The Langya henipavirus (LayV) was discovered during recent surveillance of people with fevers who had a recent history of animal exposure in eastern China.

The correspondence published in the New England Journal of Medicine on Aug 4 said the virus was first identified in a throat swab sample from one patient. 

Subsequent investigation identified 35 patients with "acute LayV infection" in the Shandong and Henan provinces.

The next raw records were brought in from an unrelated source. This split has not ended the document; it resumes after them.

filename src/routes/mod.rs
#[allow(clippy::module_inception)]
pub mod routes;
//! QR-code management panel.

pub mod backend;
pub mod qr_code_manager;

pub use backend::QrCodeBackend;
pub use qr_code_manager::{Confirm, DownloadLink, MAX_QR_FILE_BYTES, QrCodeManager};
//! Hero-image upload: store the file, then record it.

use crate::{
    errors::AppError,
    models::{
        bucket::HERO_IMAGES_BUCKET,
        hero_image::{HeroImage, HeroImageFields},
        object::UploadOptions,
        upload::UploadedFile,
    },
    services::storage_service::{StorageService, generate_object_key},
};
use chrono::Utc;
use sqlx::{QueryBuilder, Sqlite, SqlitePool};
use std::sync::Arc;
use tracing::{error, info};
use uuid::Uuid;

/// Cache lifetime hint for uploaded hero images, in seconds.
pub const HERO_IMAGE_CACHE_CONTROL: &str = "3600";

const HERO_IMAGE_COLUMNS: &str = "id, file_name, file_url, title, subtitle, description, \
     display_order, show_content, is_active, created_at";

#[derive(Clone)]
pub struct HeroImageService {
    db: Arc<SqlitePool>,
    storage: StorageService,
}

impl HeroImageService {
    pub fn new(db: Arc<SqlitePool>, storage: StorageService) -> Self {
        Self { db, storage }
    }

    /// Upload `file` to the hero-images bucket and insert its row.
    ///
    /// An insert failure leaves the stored object in place.
    pub async fn upload(
        &self,
        file: UploadedFile,
        fields: HeroImageFields,
    ) -> Result<HeroImage, AppError> {
        let file_name = generate_object_key(&file.file_name);
        let options = UploadOptions::new(
            Some(file.content_type_or_default()),
            HERO_IMAGE_CACHE_CONTROL,
        );

        self.storage
            .upload_object(HERO_IMAGES_BUCKET, &file_name, file.data, options)
            .await
            .map_err(|err| {
                error!("hero image upload to storage failed: {}", err);
                AppError::storage("Failed to upload file to storage")
            })?;

        let file_url = self.storage.public_url(HERO_IMAGES_BUCKET, &file_name);

        let image = sqlx::query_as::<_, HeroImage>(&format!(
            "INSERT INTO hero_images (
                id, file_name, file_url, title, subtitle, description,
                display_order, show_content, is_active, created_at
            ) VALUES (?, ?, ?, ?, ?, ?, ?, ?, 1, ?)
            RETURNING {HERO_IMAGE_COLUMNS}"
        ))
        .bind(Uuid::new_v4())
        .bind(&file_name)
        .bind(&file_url)
        .bind(&fields.title)
        .bind(&fields.subtitle)
        .bind(&fields.description)
        .bind(fields.display_order)
        .bind(fields.show_content)
        .bind(Utc::now())
        .fetch_one(&*self.db)
        .await
        .map_err(|err| {
            error!("hero image insert failed for {}: {}", file_name, err);
            AppError::database("Failed to save image metadata")
        })?;

        info!("hero image {} stored as {}", image.id, image.file_name);
        Ok(image)
    }

    /// Carousel order: `display_order` ascending, oldest first on ties.
    pub async fn list(&self, active_only: bool) -> Result<Vec<HeroImage>, AppError> {
        let mut builder = QueryBuilder::<Sqlite>::new(format!(
            "SELECT {HERO_IMAGE_COLUMNS} FROM hero_images"
        ));
        if active_only {
            builder.push(" WHERE is_active = 1");
        }
        builder.push(" ORDER BY display_order ASC, created_at ASC");

        let images = builder
            .build_query_as::<HeroImage>()
            .fetch_all(&*self.db)
            .await
            .map_err(|err| {
                error!("hero image list failed: {}", err);
                AppError::database("Failed to load hero images")
            })?;
        Ok(images)
    }
}
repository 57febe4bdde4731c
//! A slide of the website's hero-image carousel.

use chrono::{DateTime, Utc};
use serde::{Deserialize, Serialize};
use sqlx::FromRow;
use uuid::Uuid;

#[derive(Serialize, Deserialize, Clone, FromRow, Debug, PartialEq)]
pub struct HeroImage {
    pub id: Uuid,

    /// Generated storage key: `{unix_millis}-{suffix}.{ext}`.
    pub file_name: String,

    /// Public URL of the stored object.
    pub file_url: String,

    pub title: String,
    pub subtitle: String,
    pub description: String,

    /// Position in the carousel, ascending.
    pub display_order: i64,

    /// Whether the title/subtitle/description overlay is rendered.
    pub show_content: bool,

    pub is_active: bool,

    pub created_at: DateTime<Utc>,
}

/// Caption fields accepted alongside an uploaded hero image.
#[derive(Clone, Debug, Default, PartialEq)]
pub struct HeroImageFields {
    pub title: String,
    pub subtitle: String,
    pub description: String,
    pub display_order: i64,
    pub show_content: bool,
}

impl HeroImageFields {
    /// Lenient parse of the `display_order` form value; anything unparsable is 0.
    pub fn parse_display_order(raw: &str) -> i64 {
        raw.trim().parse::<i64>().unwrap_or(0)
    }

    /// Only the literal `"true"` enables the overlay.
    pub fn parse_show_content(raw: &str) -> bool {
        raw == "true"
    }
}

#[cfg(test)]
mod tests {
    use super::*;

    #[test]
    fn display_order_falls_back_to_zero() {
        assert_eq!(HeroImageFields::parse_display_order("3"), 3);
        assert_eq!(HeroImageFields::parse_display_order(" -2 "), -2);
        assert_eq!(HeroImageFields::parse_display_order("first"), 0);
        assert_eq!(HeroImageFields::parse_display_order(""), 0);
    }

    #[test]
    fn show_content_requires_literal_true() {
        assert!(HeroImageFields::parse_show_content("true"));
        assert!(!HeroImageFields::parse_show_content("TRUE"));
        assert!(!HeroImageFields::parse_show_content("1"));
        assert!(!HeroImageFields::parse_show_content(""));
    }
}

Twenty-six of these patients were found to be infected with Langya henipavirus only and experienced symptoms such as fever, fatigue, cough, headache, nausea, vomiting and muscle aches. Most of them were farmers. 

Following a survey of wild small animals, the researchers said the virus was "predominantly detected" in shrews, a finding which suggests that the animal may be "a natural reservoir" of the virus. 

There has so far been no evidence of human-to-human transmission.

"There was no close contact or common exposure history among the patients, which suggests that the infection in the human population may be sporadic," said the researchers, adding that the sample size was too small to determine the status of human-to-human transmission.

The Guardian reported that the Langya henipavirus was first detected in late 2018 in Shandong and Henan. It was only formally identified by scientists last week. 

Belonging to the genus henipavirus, other viruses under the same family include the Hendra virus and the Nipah virus. These viruses are known to infect humans and cause fatal disease.  

The Nipah virus is carried primarily by certain types of fruit bats and pigs. It can also be transmitted directly from person to person as well as through contaminated fruit. 

According to Chinese state media Global Times, the cases of Langya henipavirus so far have not been fatal or very serious.

Citing Professor Wang Linfa from the Emerging Infectious Diseases Programme at Duke-NUS Medical School in Singapore, who was involved in the study, the report said that there was no need to panic. 

However, Prof Wang added that there is still a cause for alert as many viruses that exist in nature have unpredictable results when they infect humans.